Burden assessment schedule score and subscale score in relation to course of illness
[Table 6] shows the comparison of various parameters between the patients with different course of illness (according to ICD-10 classification). There was significant difference in the illness duration, number of admissions, SANS, and SAPS scores. There was significant difference in the groups with respect to total burden and on Subscale II, V, VII, and VIII. The burden was least in relatives with patients with incomplete remission and high in those with continuous course. This result should be analyzed cautiously, as the groups were unequal; there is possibility of Type I error.
Burden assessment schedule score and subscale score in relation to treatment compliance
[Table 7] shows the comparison of various parameters between the patients with respect to their compliance to treatment.

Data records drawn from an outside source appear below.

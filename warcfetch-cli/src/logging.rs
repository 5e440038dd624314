//! Logging setup.
//!
//! Maps the `-v` count onto tracing levels (errors only by default, `-v`
//! for info, `-vv` for debug) and optionally routes output to a log file
//! instead of stderr.

use std::path::Path;

use tracing_appender::non_blocking::WorkerGuard;
use tracing_subscriber::EnvFilter;

/// Initialize the global subscriber.
///
/// Returns the appender guard when logging to a file; it must stay alive
/// for the duration of the process or buffered lines are lost.
pub fn init(verbose: u8, log_file: Option<&Path>) -> std::io::Result<Option<WorkerGuard>> {
    let level = match verbose {
        0 => "error",
        1 => "info",
        _ => "debug",
    };
    let filter = EnvFilter::try_from_default_env()
        .unwrap_or_else(|_| EnvFilter::new(format!("warcfetch={level},warcfetch_cli={level}")));

    match log_file {
        Some(path) => {
            let directory = path.parent().unwrap_or_else(|| Path::new("."));
            let filename = path.file_name().ok_or_else(|| {
                std::io::Error::new(
                    std::io::ErrorKind::InvalidInput,
                    format!("log path {} has no file name", path.display()),
                )
            })?;
            let appender = tracing_appender::rolling::never(directory, filename);
            let (writer, guard) = tracing_appender::non_blocking(appender);
            tracing_subscriber::fmt()
                .with_env_filter(filter)
                .with_writer(writer)
                .with_ansi(false)
                .init();
            Ok(Some(guard))
        }
        None => {
            tracing_subscriber::fmt()
                .with_env_filter(filter)
                .with_writer(std::io::stderr)
                .init();
            Ok(None)
        }
    }
}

There was significant difference between the three groups (not treated, noncompliant, and compliant) with respect to patients' age, illness duration, and SAPS score. Although relatives of patients who were untreated or noncompliant perceived greater burden, the difference was not significant. This result should be analyzed cautiously as the groups were unequal; there is a possibility of Type I error.
| Discussion|| |
The current study reinforces the finding that illness-related variables such as symptomatology, chronicity, and other aspects influence the burden experienced by caregivers.
In the current study, the patients were divided into three groups, i.e., with positive symptoms, with negative symptoms, and with both symptoms, based on their symptomatology (scored by SANS and SAPS). There was significant difference between negative group and that of positive and both symptoms group. Relatives of patients with positive and both symptoms were more burdened than those patients with negative symptoms. There was significant positive correlation between the positive symptoms versus total burden and all other factors except Subscale V. However, there was no significant correlation between negative symptoms and burden. The caregivers of patients with positive or both symptoms had greater effects on psychological and physical health. Caregivers of patients with positive or both symptoms were more responsible to look after patients' need. Patients' unpredictable behavior caused significant disturbance at home and outside. Caregivers relationship with other family members and friends was also significantly affected due to patients' symptoms. Caregivers of patients with mixed symptoms had more spouse-related problems, had lesser support from the patient, and had poorer strategies than those of caregivers of patients with negative symptoms alone. It has been observed that positive symptoms have been attributed to the burden.,, Other authors , have found that negative symptoms cause greater caregiver burden and cause greater impact on role functioning.
In the current study, analysis was attempted to see if there was any difference in the burden with respect to the severity of the symptoms. All the patients in the positive symptom group were mild, whereas in the negative group, mild, moderate, and marked symptom group was observed. Increasing burden was noticed with increasing severity of the negative symptoms, but the burden due to mild positive symptoms appeared to be greater than the marked negative symptom group. The difference was significant for those with mild as against moderate negative symptoms and mild positive group. However, the difference between moderate negative symptoms and mild positive symptoms was not statistically significant. Caregivers' burden of those with marked negative symptoms were greater than those of mild positive symptoms group. This finding shows the trend toward increased burden with increasing severity for negative symptoms; however the sample size is small to comment with certainty. This finding is consistent with other authors.,
When the course of illness was considered, we found that there was significant difference in the illness duration, number of admissions, SANS, and SAPS scores. The caregivers of patients with episodic remittent group were the least burdened and those with continuous illness were burdened to maximum extent. There was significant difference in the groups with respect to total burden. Caregivers also had greater physical and mental health issues, had lesser support of patient, had disrupted relations and patients' behavior caused more distress.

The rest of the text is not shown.